FIGURE 9:

Summary of the impact of spatial modeling and simulation approaches on quantitative (small, medium, large) and qualitative (major/minor) biochemical behavior. For quantitative behavior, our tree structure separates parameter and geometry regimes to specifically identify the scale of change observed and expected. For qualitative behavior, we note that, especially for reaction-network elements and stochastic effects, observing major changes also depends on additional parameter specifications, but in a less predictable way than the spatial effects (e.g., relative sizes of distinct rates or copy numbers). Minor changes are the default, as we observe for models with purely reversible reactions (rxns).
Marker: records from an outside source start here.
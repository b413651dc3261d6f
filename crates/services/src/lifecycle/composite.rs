// Path: crates/services/src/lifecycle/composite.rs

//! Rolling per-principal behavior tracking for the composite-risk
//! adjustment.

use dashmap::DashMap;
use std::collections::{BTreeSet, VecDeque};
use switchboard_types::domain::CompositeRiskContext;
use switchboard_types::time::TimestampMs;

#[derive(Debug, Clone)]
struct CompositeEvent {
    at: TimestampMs,
    cartridge_id: String,
    entity_id: Option<String>,
    exposure: f64,
}

/// Maximum events retained per principal.
const MAX_EVENTS: usize = 1024;

/// Tracks recent executions per principal and derives the composite-risk
/// context the scorer consumes.
#[derive(Default)]
pub struct CompositeTracker {
    events: DashMap<String, VecDeque<CompositeEvent>>,
}

impl CompositeTracker {
    /// Creates an empty tracker.
    pub fn new() -> Self {
        Self::default()
    }

    /// Records one executed action.
    pub fn record(
        &self,
        principal_id: &str,
        cartridge_id: &str,
        entity_id: Option<&str>,
        exposure: f64,
        now: TimestampMs,
    ) {
        let mut events = self.events.entry(principal_id.to_string()).or_default();
        events.push_back(CompositeEvent {
            at: now,
            cartridge_id: cartridge_id.to_string(),
            entity_id: entity_id.map(String::from),
            exposure,
        });
        while events.len() > MAX_EVENTS {
            events.pop_front();
        }
    }

    /// Derives the composite context over the given window.
    pub fn context(
        &self,
        principal_id: &str,
        window_ms: i64,
        now: TimestampMs,
    ) -> CompositeRiskContext {
        let Some(events) = self.events.get(principal_id) else {
            return CompositeRiskContext {
                window_ms,
                ..Default::default()
            };
        };
        let cutoff = now - window_ms;
        let mut count = 0u32;
        let mut exposure = 0.0;
        let mut entities = BTreeSet::new();
        let mut cartridges = BTreeSet::new();
        for event in events.iter().filter(|e| e.at > cutoff) {
            count += 1;
            exposure += event.exposure;
            if let Some(entity) = &event.entity_id {
                entities.insert(entity.clone());
            }
            cartridges.insert(event.cartridge_id.clone());
        }
        CompositeRiskContext {
            recent_action_count: count,
            window_ms,
            cumulative_exposure: exposure,
            distinct_target_entities: entities.len() as u32,
            distinct_cartridges: cartridges.len() as u32,
        }
    }
}

#[cfg(test)]
mod tests {
    use super::*;

    #[test]
    fn context_counts_window_only() {
        let tracker = CompositeTracker::new();
        tracker.record("agent_1", "ads", Some("camp_1"), 100.0, 1_000);
        tracker.record("agent_1", "ads", Some("camp_2"), 50.0, 2_000);
        tracker.record("agent_1", "payments", None, 25.0, 3_000);
        // Old event outside the window.
        tracker.record("agent_1", "ads", Some("camp_3"), 10.0, 3_100);

        let ctx = tracker.context("agent_1", 2_000, 3_500);
        assert_eq!(ctx.recent_action_count, 3);
        assert!((ctx.cumulative_exposure - 85.0).abs() < 1e-9);
        assert_eq!(ctx.distinct_target_entities, 2);
        assert_eq!(ctx.distinct_cartridges, 2);
    }
}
The test cases range from very simple problems (U1: bimolecular association in 3D, 2D, and from 3D to 2D, U2 crowding) via intermediate tests (I1: exploiting membrane localization to stabilize protein–protein interactions; I2: increasing stochastic fluctuations in a system with multiple steady states) to applications that combine different spatial features (A1: stochastic effects in gene expression; A2: spatial and temporal oscillations in MinCDE). Various tools have been applied in the test cases: U1: ODE, PDE, SSA/Gillespie, particle-based (NERDSS, Smoldyn); U2: particle-based (NERDSS, eGFRD); I1: ODE, PDE, SSA/Gillespie, particle-based (NERDSS, Smoldyn); I2: ODE, SSA/Gillespie, particle-based (NERDSS); A1: ODE, PDE, SSA/Gillespie, particle-based (NERDSS, MCell, Smoldyn); A2: PDE, particle-based (Smoldyn). A detailed description of the theoretical basis and the features offered by these tools/methods can be found in Supplemental Table S2.